Follow these common words of bad advice and watch your landscape take a dive. Do the opposite, and your yard and garden will thrive.
9 Ways to Ruin Your Garden:
- You can never use too many wood ashes; after all, they're all-natural. Au contraire, my wood-burning friend. Wood ashes are a rich soure of ptash (potassium), an essential ingredient in garden soils. They also contain some calcium, phosphorus, and magnesium. Because they are alkaline with a pH of 10.0 to 12.0, they will sweeten acid soil. But beware their overuse. Excess potash may make your soil alkaline and burn earthworms and beneficial microorganisms. It could take years to recover. Apply only if a soil test shows a pH of less than 6.5. The usual application is to rake ashes in at a rate of 5 to 10 pounds per 100 square feet. Avoid letting them sit out in the rain, as the good nutrients will leach, leaving behind the salts that increase soil pH,. Avoid spreading ashes where you've put down seed and don't use them around acid-loving shrubs such as azaleas, rhododendrons, and blueberries.
- Don't bother paying for a soil test when you can simply peek at your neighbor's results. How different can two adjacent yards be? It's risky relying on over-the-fence wisdom for second-guessing your soil needs.
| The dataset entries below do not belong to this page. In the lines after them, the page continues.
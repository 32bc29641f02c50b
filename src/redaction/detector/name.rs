//! Person name detector
//!
//! Capitalization is a weak signal, so this is the lowest-confidence
//! detector. It runs after the higher-precision detectors and loses
//! conflicts to them in resolution.

use super::PiiDetector;
use crate::redaction::models::{PiiMatch, PiiType};
use anyhow::Result;
use regex::Regex;

/// Fixed confidence for name matches
const NAME_CONFIDENCE: f32 = 0.70;

/// Structural and document words that start phrases which are not names
const STOPWORDS: &[&str] = &[
    "Street",
    "St",
    "Road",
    "Avenue",
    "Email",
    "Phone",
    "Document",
    "Record",
    "Location",
    "Return",
    "Date",
    "Publisher",
    "Department",
    "Employee",
    "Manager",
    "Notes",
    "Branch",
];

/// Person name detector
///
/// Matches sequences of 1-4 capitalized words, filtered through a stopword
/// set of structural document terms.
pub struct NameDetector {
    pattern: Regex,
}

impl NameDetector {
    /// Create a new name detector
    pub fn new() -> Result<Self> {
        let pattern = Regex::new(r"\b[A-Z][a-z]+(?:\s+[A-Z][a-z]+){0,3}\b")?;
        Ok(Self { pattern })
    }
}

impl PiiDetector for NameDetector {
    fn pii_type(&self) -> PiiType {
        PiiType::Name
    }

    fn detect(&self, text: &str) -> Vec<PiiMatch> {
        let mut matches = Vec::new();

        for m in self.pattern.find_iter(text) {
            let phrase = m.as_str();

            let Some(first_word) = phrase.split_whitespace().next() else {
                continue;
            };
            if STOPWORDS.contains(&first_word) {
                continue;
            }
            if phrase.len() < 3 {
                continue;
            }

            matches.push(PiiMatch::new(
                PiiType::Name,
                phrase,
                m.start(),
                m.end(),
                NAME_CONFIDENCE,
            ));
        }

        matches
    }
}
//! Redaction module for Cloak
//!
//! This module provides PII detection and redaction for plain text. Given a
//! string and a set of enabled PII types, it produces a redacted copy of the
//! text plus the list of detections that survived conflict resolution.
//!
//! # Architecture
//!
//! The pipeline consists of:
//! - **Detection**: independent per-type pattern detectors
//! - **Resolution**: first-fit selection of a non-overlapping match subset
//! - **Rewriting**: mask or label substitution with offset tracking
//! - **Reporting**: detection-only scan reports
//!
//! # Usage
//!
//! ```
//! use cloak::redaction::{RedactionEngine, RedactionOptions};
//!
//! # fn example() -> anyhow::Result<()> {
//! let engine = RedactionEngine::new(RedactionOptions::default())?;
//! let result = engine.redact("Call 555-123-4567")?;
//! # Ok(())
//! # }
//! ```

pub mod detector;
pub mod engine;
pub mod models;
pub mod report;
pub mod resolver;
pub mod rewriter;

// Re-export main types
pub use detector::phone::PhoneRegion;
pub use engine::RedactionEngine;
pub use models::{PiiMatch, PiiType, RedactionOptions, RedactionResult, RedactionStyle};
pub use report::ScanReport;
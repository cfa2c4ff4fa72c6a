use std::io;

use thiserror::Error;

pub type Result<T> = std::result::Result<T, Error>;

/// Everything that can go wrong at the encoding boundary.
#[derive(Debug, Error)]
pub enum Error {
    /// A byte string that was expected to be valid in its encoding is not,
    /// or text cannot be represented in a narrower target encoding.
    #[error("encoding error: {context}")]
    Encoding { context: &'static str },

    /// The OS write primitive reported failure, or confirmed no progress.
    #[error("console write failed (os error {code})")]
    ConsoleWrite { code: u32 },

    /// The console output code page could not be read or changed.
    #[error("console code page call failed (os error {code})")]
    CodePage { code: u32 },

    /// Dispatch on a boundary operation name nothing registered.
    #[error("unknown boundary operation {0:?}")]
    UnknownOperation(String),

    /// A registered operation was handed the wrong argument shape.
    #[error("boundary operation argument error: {0}")]
    Argument(&'static str),

    #[error(transparent)]
    Io(#[from] io::Error),
}
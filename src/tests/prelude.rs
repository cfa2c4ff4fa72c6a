pub use serial_test::serial;

use std::fs;
use std::path::Path;

/// Create a file with `contents` under `dir`, returning its canonical path.
pub fn write_file(dir: &Path, name: &str, contents: &[u8]) -> String {
    let path = dir.join(name);
    fs::write(&path, contents).unwrap();
    path.to_str().unwrap().to_owned()
}
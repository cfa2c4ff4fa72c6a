//! The process-wide shim context and its one-time setup.

use std::fs;
use std::time::UNIX_EPOCH;

use crate::argv;
use crate::convert::Value;
use crate::decode::LocalDecoder;
use crate::encoding;
use crate::errors::{Error, Result};
use crate::fsops;
use crate::output::{self, Stream};
use crate::path;
use crate::registry::Registry;

/// Shim configuration. The defaults need no configuration file.
#[derive(Debug, Clone)]
pub struct Config {
    /// Route interactive console output through the raw writer.
    pub raw_console: bool,
    /// Largest single OS write handed to the console.
    pub write_chunk: usize,
}

impl Default for Config {
    fn default() -> Self {
        Self {
            raw_console: true,
            write_chunk: crate::console::WRITE_CHUNK,
        }
    }
}

/// The explicit context every boundary crossing goes through: the decoder
/// memo, the operation registry, and the output routing. Lifetime is tied to
/// the host session; there is no implicit global state.
pub struct Shim {
    config: Config,
    decoder: LocalDecoder,
    registry: Registry,
}

impl Shim {
    /// Build the context and register the standard operation set. This is
    /// the one composition step; nothing is patched afterwards.
    pub fn new(config: Config) -> Self {
        Self::with_decoder(config, LocalDecoder::for_locale())
    }

    /// Like [`Shim::new`], but with a host-supplied from-locale primitive.
    pub fn with_decoder(config: Config, decoder: LocalDecoder) -> Self {
        let mut registry = Registry::new();
        register_path_ops(&mut registry);
        register_fs_ops(&mut registry);
        log::debug!("utf8 boundary registry initialized");
        Shim {
            config,
            decoder,
            registry,
        }
    }

    pub fn config(&self) -> &Config {
        &self.config
    }

    pub fn registry(&self) -> &Registry {
        &self.registry
    }

    pub fn registry_mut(&mut self) -> &mut Registry {
        &mut self.registry
    }

    pub fn decoder_mut(&mut self) -> &mut LocalDecoder {
        &mut self.decoder
    }

    /// The command line after the program name, canonical and memoized.
    pub fn argv(&mut self) -> Result<Vec<Vec<u8>>> {
        argv::utf8_argv(&mut self.decoder)
    }

    /// Decode a native-locale string, at most once.
    pub fn decode_local(&mut self, s: &[u8]) -> Result<Vec<u8>> {
        self.decoder.decode(s)
    }

    /// Convert a host value to native form, remembering every produced byte
    /// string so a later locale decode leaves it alone.
    pub fn to_native(&mut self, value: Value) -> Result<Value> {
        let value = encoding::to_native(value)?;
        let decoder = &mut self.decoder;
        value.for_each_bytes(&mut |b| decoder.mark_canonical(b));
        Ok(value)
    }

    /// The host's write hook. A real console takes the raw write path;
    /// redirected output is encoded for the locale and written through.
    pub fn write_text(&mut self, stream: Stream, text: &str) -> Result<()> {
        if self.config.raw_console && output::console_attached(stream) {
            output::write_console_text(stream, text, self.config.write_chunk)
        } else {
            output::write_native(stream, text)
        }
    }
}

fn text_arg<'a>(args: &'a [Value], idx: usize) -> Result<&'a str> {
    match args.get(idx) {
        Some(Value::Text(s)) => Ok(s),
        _ => Err(Error::Argument("expected a text argument")),
    }
}

fn int_arg(args: &[Value], idx: usize) -> Result<i64> {
    match args.get(idx) {
        Some(Value::Int(n)) => Ok(*n),
        _ => Err(Error::Argument("expected an integer argument")),
    }
}

fn stat_value(stat: &fs::Metadata) -> Value {
    #[cfg(unix)]
    let mode = {
        use std::os::unix::fs::PermissionsExt;
        stat.permissions().mode() as i64
    };
    #[cfg(not(unix))]
    let mode = if stat.permissions().readonly() {
        0o444
    } else {
        0o666
    };
    let mtime = stat
        .modified()
        .ok()
        .and_then(|t| t.duration_since(UNIX_EPOCH).ok())
        .map(|d| d.as_secs() as i64)
        .unwrap_or(0);
    Value::Tuple(vec![
        Value::Int(mode),
        Value::Int(stat.len() as i64),
        Value::Int(mtime),
    ])
}

fn register_path_ops(registry: &mut Registry) {
    registry.install(
        "path.join",
        Box::new(|args, _| {
            Ok(Value::text(path::join(
                text_arg(&args, 0)?,
                text_arg(&args, 1)?,
            )))
        }),
    );
    registry.install(
        "path.split",
        Box::new(|args, _| {
            let (dir, name) = path::split(text_arg(&args, 0)?);
            Ok(Value::Tuple(vec![Value::text(dir), Value::text(name)]))
        }),
    );
    registry.install(
        "path.splitext",
        Box::new(|args, _| {
            let (stem, ext) = path::split_ext(text_arg(&args, 0)?);
            Ok(Value::Tuple(vec![Value::text(stem), Value::text(ext)]))
        }),
    );
    registry.install(
        "path.dirname",
        Box::new(|args, _| Ok(Value::text(path::dirname(text_arg(&args, 0)?)))),
    );
    registry.install(
        "path.normpath",
        Box::new(|args, _| Ok(Value::text(path::normalize(text_arg(&args, 0)?, false)))),
    );
    registry.install(
        "path.normcase",
        Box::new(|args, _| Ok(Value::text(path::normcase(text_arg(&args, 0)?)))),
    );
    registry.install(
        "path.exists",
        Box::new(|args, _| Ok(Value::Bool(fsops::exists(text_arg(&args, 0)?)))),
    );
    registry.install(
        "path.isdir",
        Box::new(|args, _| Ok(Value::Bool(fsops::is_dir(text_arg(&args, 0)?)))),
    );
    registry.install(
        "path.islink",
        Box::new(|args, _| Ok(Value::Bool(fsops::is_symlink(text_arg(&args, 0)?)))),
    );
}

fn register_fs_ops(registry: &mut Registry) {
    registry.install(
        "os.stat",
        Box::new(|args, _| Ok(stat_value(&fsops::stat(text_arg(&args, 0)?)?))),
    );
    registry.install(
        "os.lstat",
        Box::new(|args, _| Ok(stat_value(&fsops::lstat(text_arg(&args, 0)?)?))),
    );
    registry.install(
        "os.unlink",
        Box::new(|args, _| {
            fsops::unlink(text_arg(&args, 0)?)?;
            Ok(Value::Null)
        }),
    );
    registry.install(
        "os.rename",
        Box::new(|args, _| {
            fsops::rename(text_arg(&args, 0)?, text_arg(&args, 1)?)?;
            Ok(Value::Null)
        }),
    );
    registry.install(
        "os.mkdir",
        Box::new(|args, _| {
            fsops::mkdir(text_arg(&args, 0)?)?;
            Ok(Value::Null)
        }),
    );
    registry.install(
        "os.makedirs",
        Box::new(|args, _| {
            fsops::makedirs(text_arg(&args, 0)?)?;
            Ok(Value::Null)
        }),
    );
    registry.install(
        "os.removedirs",
        Box::new(|args, _| {
            fsops::removedirs(text_arg(&args, 0)?)?;
            Ok(Value::Null)
        }),
    );
    registry.install(
        "os.chmod",
        Box::new(|args, _| {
            fsops::chmod(text_arg(&args, 0)?, int_arg(&args, 1)? as u32)?;
            Ok(Value::Null)
        }),
    );
    registry.install(
        "os.getcwd",
        Box::new(|_, _| Ok(Value::text(fsops::getcwd()?))),
    );
    registry.install(
        "util.copyfile",
        Box::new(|args, _| {
            fsops::copy_file(text_arg(&args, 0)?, text_arg(&args, 1)?)?;
            Ok(Value::Null)
        }),
    );
    registry.install(
        "util.copymode",
        Box::new(|args, _| {
            fsops::copy_mode(text_arg(&args, 0)?, text_arg(&args, 1)?)?;
            Ok(Value::Null)
        }),
    );
    registry.install(
        "osutil.listdir",
        Box::new(|args, _| {
            let path = text_arg(&args, 0)?;
            let want_stat = matches!(args.get(1), Some(Value::Bool(true)));
            let skip = match args.get(2) {
                Some(Value::Text(s)) => Some(s.as_str()),
                _ => None,
            };
            let entries = fsops::listdir(path, want_stat, skip)?;
            let rows = entries
                .into_iter()
                .map(|entry| {
                    let mut row = vec![
                        Value::text(entry.name),
                        Value::Int(entry.kind.mode_bits()),
                    ];
                    if let Some(stat) = &entry.stat {
                        row.push(stat_value(stat));
                    }
                    Value::Tuple(row)
                })
                .collect();
            Ok(Value::List(rows))
        }),
    );
}
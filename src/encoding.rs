//! The two directions of the UTF-8 boundary codec.

use crate::convert::{map_convert, Value};
use crate::errors::{Error, Result};

/// Decode every byte-string leaf of `value` into text.
///
/// This is the inbound half of the boundary: the host's UTF-8 byte strings
/// become decoded text that OS-facing operations can consume. A leaf that is
/// not valid UTF-8 fails the whole conversion.
pub fn to_canonical(value: Value) -> Result<Value> {
    map_convert(
        &|v| {
            let Value::Bytes(b) = v else { unreachable!() };
            match String::from_utf8(b) {
                Ok(s) => Ok(Value::Text(s)),
                Err(_) => Err(Error::Encoding {
                    context: "byte string is not valid UTF-8",
                }),
            }
        },
        &|v| matches!(v, Value::Bytes(_)),
        value,
    )
}

/// Encode every text leaf of `value` back into a UTF-8 byte string.
///
/// The outbound half. A straight encode: text is Unicode, so this direction
/// cannot fail today, but it keeps the fallible signature of its twin.
pub fn to_native(value: Value) -> Result<Value> {
    map_convert(
        &|v| {
            let Value::Text(s) = v else { unreachable!() };
            Ok(Value::Bytes(s.into_bytes()))
        },
        &|v| matches!(v, Value::Text(_)),
        value,
    )
}

/// Positional arguments and the result of a boundary operation.
pub type Kwargs = Vec<(String, Value)>;

/// A host entry point lifted into value space.
pub type BoundaryOp = Box<dyn Fn(Vec<Value>, Kwargs) -> Result<Value>>;

/// Wrap `op` so its positional arguments are decoded before the call and its
/// result is encoded after. Keyword arguments pass through unconverted.
pub fn wrap_boundary(op: BoundaryOp) -> BoundaryOp {
    Box::new(move |args, kwargs| {
        let args = args
            .into_iter()
            .map(to_canonical)
            .collect::<Result<Vec<_>>>()?;
        to_native(op(args, kwargs)?)
    })
}
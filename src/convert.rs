//! Structure-preserving conversion of boundary values.

use crate::errors::Result;

/// A value crossing the encoding boundary.
///
/// The set of shapes is closed on purpose: conversion dispatches on the tag,
/// so the recursion in [`map_convert`] is exhaustive. Byte strings are the
/// host's internal representation and are valid UTF-8 by contract; text is
/// the decoded form handed to OS-facing operations.
#[derive(Debug, Clone, PartialEq, Eq)]
pub enum Value {
    /// A canonical UTF-8 byte string.
    Bytes(Vec<u8>),
    /// Decoded text.
    Text(String),
    Int(i64),
    Bool(bool),
    Null,
    /// Variable-length sequence.
    List(Vec<Value>),
    /// Fixed-arity group. Kept distinct from `List` so a converted value
    /// comes back in the shape it went in.
    Tuple(Vec<Value>),
}

impl Value {
    pub fn bytes(s: impl Into<Vec<u8>>) -> Self {
        Value::Bytes(s.into())
    }

    pub fn text(s: impl Into<String>) -> Self {
        Value::Text(s.into())
    }

    /// Visit every byte-string leaf, in structure order.
    pub fn for_each_bytes(&self, f: &mut impl FnMut(&[u8])) {
        match self {
            Value::Bytes(b) => f(b),
            Value::List(items) | Value::Tuple(items) => {
                for item in items {
                    item.for_each_bytes(f);
                }
            }
            _ => {}
        }
    }
}

/// Apply `convert` to every leaf accepted by `can_convert`, recursing through
/// lists and tuples without changing their shape or order. All other leaves
/// pass through untouched. The first leaf error aborts the whole conversion.
pub fn map_convert<C, P>(convert: &C, can_convert: &P, value: Value) -> Result<Value>
where
    C: Fn(Value) -> Result<Value>,
    P: Fn(&Value) -> bool,
{
    if can_convert(&value) {
        return convert(value);
    }
    match value {
        Value::List(items) => Ok(Value::List(convert_seq(convert, can_convert, items)?)),
        Value::Tuple(items) => Ok(Value::Tuple(convert_seq(convert, can_convert, items)?)),
        other => Ok(other),
    }
}

fn convert_seq<C, P>(convert: &C, can_convert: &P, items: Vec<Value>) -> Result<Vec<Value>>
where
    C: Fn(Value) -> Result<Value>,
    P: Fn(&Value) -> bool,
{
    items
        .into_iter()
        .map(|item| map_convert(convert, can_convert, item))
        .collect()
}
Only a soil lab can tell for sure what your soil pH and nutrient levels are. Varied soil grading, different cultivation practices, and previous vegetation all affect the soil.
- The best time to work the soil is when it's nice and soft after a food soaking rain. Remember wedging clay in art class to make it more pliable and elastic? That's what happens when you work or till wet clay soil. Don't do it! It will take a year or two of freezes and thaws for the soil to return to anything resembling its natural texture. Sorry, but adidng a little sand to clay soil only makes bricks; what you need to truly loosen it up is lots of compost, dug in when the soil is at the dry, crumbly stage.
- For a quick effect in your garden, choose plants the nursery ahs labeled "fills in rapidly" or "easy spreader." Beware of using invasive plants for groundcovers unless they're contained by a barrier such as a sidewalk (though such a border won't stop invasives that spread by seed). Mint is notorious for spreading mainly by roots. Put it in a large container, either on your patio or on pot feet--not on bare ground. Some notorious, but commonly sold, invasive groundcovers and vines include goutweed or bishop's weed, oriental bittersweet, snow on the mountain, English ivy and Japanese honeysuckle.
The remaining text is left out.